Task details:
Please repeat every entry that follows, keeping each one exactly the same.

(Given data Opens)

//! Ingester configuration.

use anyhow::{Context, Result};
use std::path::PathBuf;
use std::str::FromStr;
use std::time::Duration;

use ingestion::{FetchConfig, WorkerPolicy, DEFAULT_MAX_CHUNK_SIZE};
use storage::{ObjectStorageConfig, DEFAULT_QUEUE_KEY};

/// Top-level ingester configuration.
#[derive(Debug, Clone)]
pub struct IngesterConfig {
    /// PostgreSQL catalog; without it the catalog is built from seed files
    pub database_url: Option<String>,

    /// Redis URL for the ingest queue
    pub redis_url: String,

    /// Sorted-set key of the ingest queue
    pub queue_key: String,

    /// Field store location
    pub storage: ObjectStorageConfig,

    /// Ceiling in estimated bytes for one ingestion chunk
    pub max_chunk_size: usize,

    pub fetch: FetchConfig,

    pub policy: WorkerPolicy,
}

impl IngesterConfig {
    /// Load configuration from environment variables, reading `.env` first
    /// if present.
    pub fn from_env() -> Result<Self> {
        dotenvy::dotenv().ok();
        Self::from_lookup(|key| std::env::var(key).ok())
    }

    /// Load configuration from any key lookup.
    pub fn from_lookup<F>(lookup: F) -> Result<Self>
    where
        F: Fn(&str) -> Option<String>,
    {
        let var = |key: &str, default: &str| lookup(key).unwrap_or_else(|| default.to_string());

        let defaults = ObjectStorageConfig::default();
        let storage = ObjectStorageConfig {
            endpoint: var("S3_ENDPOINT", &defaults.endpoint),
            bucket: var("S3_BUCKET", &defaults.bucket),
            access_key_id: var("S3_ACCESS_KEY", &defaults.access_key_id),
            secret_access_key: var("S3_SECRET_KEY", &defaults.secret_access_key),
            region: var("S3_REGION", &defaults.region),
            allow_http: lookup("S3_ALLOW_HTTP")
                .map(|v| v == "true")
                .unwrap_or(defaults.allow_http),
            local_path: lookup("FIELD_STORE_PATH")
                .filter(|p| !p.is_empty())
                .map(PathBuf::from),
        };

        let fetch_defaults = FetchConfig::default();
        let fetch = FetchConfig {
            request_timeout: Duration::from_secs(parse_or(
                &lookup,
                "FETCH_TIMEOUT_SECS",
                fetch_defaults.request_timeout.as_secs(),
            )?),
            max_retries: parse_or(&lookup, "FETCH_MAX_RETRIES", fetch_defaults.max_retries)?,
            initial_retry_delay: Duration::from_secs(parse_or(
                &lookup,
                "FETCH_RETRY_DELAY_SECS",
                fetch_defaults.initial_retry_delay.as_secs(),
            )?),
            ..fetch_defaults
        };

        let policy_defaults = WorkerPolicy::default();
        let policy = WorkerPolicy {
            max_age: chrono::Duration::hours(parse_or(
                &lookup,
                "REQUEST_MAX_AGE_HOURS",
                policy_defaults.max_age.num_hours(),
            )?),
            missing_retry: Duration::from_secs(parse_or(
                &lookup,
                "MISSING_RETRY_SECS",
                policy_defaults.missing_retry.as_secs(),
            )?),
            failure_retry: Duration::from_secs(parse_or(
                &lookup,
                "FAILURE_RETRY_SECS",
                policy_defaults.failure_retry.as_secs(),
            )?),
        };

        Ok(Self {
            database_url: lookup("DATABASE_URL").filter(|u| !u.is_empty()),
            redis_url: var("REDIS_URL", "redis://redis:6379"),
            queue_key: var("QUEUE_KEY", DEFAULT_QUEUE_KEY),
            storage,
            max_chunk_size: parse_or(&lookup, "MAX_CHUNK_SIZE", DEFAULT_MAX_CHUNK_SIZE)?,
            fetch,
            policy,
        })
    }
}

fn parse_or<F, T>(lookup: &F, key: &str, default: T) -> Result<T>
where
    F: Fn(&str) -> Option<String>,
    T: FromStr,
    T::Err: std::error::Error + Send + Sync + 'static,
{
    match lookup(key) {
        Some(raw) => raw
            .trim()
            .parse()
            .with_context(|| format!("Invalid value for {}: {:?}", key, raw)),
        None => Ok(default),
    }
}

#[cfg(test)]
mod tests {
    use super::*;
    use std::collections::HashMap;

    fn config(vars: &[(&str, &str)]) -> Result<IngesterConfig> {
        let vars: HashMap<String, String> = vars
            .iter()
            .map(|(k, v)| (k.to_string(), v.to_string()))
            .collect();
        IngesterConfig::from_lookup(|key| vars.get(key).cloned())
    }

    #[test]
    fn test_defaults() {
        let config = config(&[]).unwrap();
        assert!(config.database_url.is_none());
        assert_eq!(config.queue_key, DEFAULT_QUEUE_KEY);
        assert_eq!(config.max_chunk_size, 50 * 1024 * 1024);
        assert_eq!(config.policy.max_age, chrono::Duration::hours(12));
        assert_eq!(config.policy.missing_retry, Duration::from_secs(300));
        assert_eq!(config.policy.failure_retry, Duration::from_secs(240));
        assert!(config.storage.local_path.is_none());
    }

    #[test]
    fn test_overrides() {
        let config = config(&[
            ("DATABASE_URL", "postgresql://wx@localhost/wx"),
            ("FIELD_STORE_PATH", "/var/lib/wx/fields"),
            ("MAX_CHUNK_SIZE", "1048576"),
            ("FETCH_MAX_RETRIES", "5"),
            ("MISSING_RETRY_SECS", "60"),
            ("S3_ALLOW_HTTP", "false"),
        ])
        .unwrap();
        assert_eq!(config.database_url.as_deref(), Some("postgresql://wx@localhost/wx"));
        assert_eq!(
            config.storage.local_path,
            Some(PathBuf::from("/var/lib/wx/fields"))
        );
        assert_eq!(config.max_chunk_size, 1_048_576);
        assert_eq!(config.fetch.max_retries, 5);
        assert_eq!(config.policy.missing_retry, Duration::from_secs(60));
        assert!(!config.storage.allow_http);
    }

    #[test]
    fn test_invalid_number_is_an_error() {
        let err = config(&[("MAX_CHUNK_SIZE", "lots")]).unwrap_err();
        assert!(err.to_string().contains("MAX_CHUNK_SIZE"));
    }
}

(Given data Closes)

Expected output:
//! Ingester configuration.

use anyhow::{Context, Result};
use std::path::PathBuf;
use std::str::FromStr;
use std::time::Duration;

use ingestion::{FetchConfig, WorkerPolicy, DEFAULT_MAX_CHUNK_SIZE};
use storage::{ObjectStorageConfig, DEFAULT_QUEUE_KEY};

/// Top-level ingester configuration.
#[derive(Debug, Clone)]
pub struct IngesterConfig {
    /// PostgreSQL catalog; without it the catalog is built from seed files
    pub database_url: Option<String>,

    /// Redis URL for the ingest queue
    pub redis_url: String,

    /// Sorted-set key of the ingest queue
    pub queue_key: String,

    /// Field store location
    pub storage: ObjectStorageConfig,

    /// Ceiling in estimated bytes for one ingestion chunk
    pub max_chunk_size: usize,

    pub fetch: FetchConfig,

    pub policy: WorkerPolicy,
}

impl IngesterConfig {
    /// Load configuration from environment variables, reading `.env` first
    /// if present.
    pub fn from_env() -> Result<Self> {
        dotenvy::dotenv().ok();
        Self::from_lookup(|key| std::env::var(key).ok())
    }

    /// Load configuration from any key lookup.
    pub fn from_lookup<F>(lookup: F) -> Result<Self>
    where
        F: Fn(&str) -> Option<String>,
    {
        let var = |key: &str, default: &str| lookup(key).unwrap_or_else(|| default.to_string());

        let defaults = ObjectStorageConfig::default();
        let storage = ObjectStorageConfig {
            endpoint: var("S3_ENDPOINT", &defaults.endpoint),
            bucket: var("S3_BUCKET", &defaults.bucket),
            access_key_id: var("S3_ACCESS_KEY", &defaults.access_key_id),
            secret_access_key: var("S3_SECRET_KEY", &defaults.secret_access_key),
            region: var("S3_REGION", &defaults.region),
            allow_http: lookup("S3_ALLOW_HTTP")
                .map(|v| v == "true")
                .unwrap_or(defaults.allow_http),
            local_path: lookup("FIELD_STORE_PATH")
                .filter(|p| !p.is_empty())
                .map(PathBuf::from),
        };

        let fetch_defaults = FetchConfig::default();
        let fetch = FetchConfig {
            request_timeout: Duration::from_secs(parse_or(
                &lookup,
                "FETCH_TIMEOUT_SECS",
                fetch_defaults.request_timeout.as_secs(),
            )?),
            max_retries: parse_or(&lookup, "FETCH_MAX_RETRIES", fetch_defaults.max_retries)?,
            initial_retry_delay: Duration::from_secs(parse_or(
                &lookup,
                "FETCH_RETRY_DELAY_SECS",
                fetch_defaults.initial_retry_delay.as_secs(),
            )?),
            ..fetch_defaults
        };

        let policy_defaults = WorkerPolicy::default();
        let policy = WorkerPolicy {
            max_age: chrono::Duration::hours(parse_or(
                &lookup,
                "REQUEST_MAX_AGE_HOURS",
                policy_defaults.max_age.num_hours(),
            )?),
            missing_retry: Duration::from_secs(parse_or(
                &lookup,
                "MISSING_RETRY_SECS",
                policy_defaults.missing_retry.as_secs(),
            )?),
            failure_retry: Duration::from_secs(parse_or(
                &lookup,
                "FAILURE_RETRY_SECS",
                policy_defaults.failure_retry.as_secs(),
            )?),
        };

        Ok(Self {
            database_url: lookup("DATABASE_URL").filter(|u| !u.is_empty()),
            redis_url: var("REDIS_URL", "redis://redis:6379"),
            queue_key: var("QUEUE_KEY", DEFAULT_QUEUE_KEY),
            storage,
            max_chunk_size: parse_or(&lookup, "MAX_CHUNK_SIZE", DEFAULT_MAX_CHUNK_SIZE)?,
            fetch,
            policy,
        })
    }
}

fn parse_or<F, T>(lookup: &F, key: &str, default: T) -> Result<T>
where
    F: Fn(&str) -> Option<String>,
    T: FromStr,
    T::Err: std::error::Error + Send + Sync + 'static,
{
    match lookup(key) {
        Some(raw) => raw
            .trim()
            .parse()
            .with_context(|| format!("Invalid value for {}: {:?}", key, raw)),
        None => Ok(default),
    }
}

#[cfg(test)]
mod tests {
    use super::*;
    use std::collections::HashMap;

    fn config(vars: &[(&str, &str)]) -> Result<IngesterConfig> {
        let vars: HashMap<String, String> = vars
            .iter()
            .map(|(k, v)| (k.to_string(), v.to_string()))
            .collect();
        IngesterConfig::from_lookup(|key| vars.get(key).cloned())
    }

    #[test]
    fn test_defaults() {
        let config = config(&[]).unwrap();
        assert!(config.database_url.is_none());
        assert_eq!(config.queue_key, DEFAULT_QUEUE_KEY);
        assert_eq!(config.max_chunk_size, 50 * 1024 * 1024);
        assert_eq!(config.policy.max_age, chrono::Duration::hours(12));
        assert_eq!(config.policy.missing_retry, Duration::from_secs(300));
        assert_eq!(config.policy.failure_retry, Duration::from_secs(240));
        assert!(config.storage.local_path.is_none());
    }

    #[test]
    fn test_overrides() {
        let config = config(&[
            ("DATABASE_URL", "postgresql://wx@localhost/wx"),
            ("FIELD_STORE_PATH", "/var/lib/wx/fields"),
            ("MAX_CHUNK_SIZE", "1048576"),
            ("FETCH_MAX_RETRIES", "5"),
            ("MISSING_RETRY_SECS", "60"),
            ("S3_ALLOW_HTTP", "false"),
        ])
        .unwrap();
        assert_eq!(config.database_url.as_deref(), Some("postgresql://wx@localhost/wx"));
        assert_eq!(
            config.storage.local_path,
            Some(PathBuf::from("/var/lib/wx/fields"))
        );
        assert_eq!(config.max_chunk_size, 1_048_576);
        assert_eq!(config.fetch.max_retries, 5);
        assert_eq!(config.policy.missing_retry, Duration::from_secs(60));
        assert!(!config.storage.allow_http);
    }

    #[test]
    fn test_invalid_number_is_an_error() {
        let err = config(&[("MAX_CHUNK_SIZE", "lots")]).unwrap_err();
        assert!(err.to_string().contains("MAX_CHUNK_SIZE"));
    }
}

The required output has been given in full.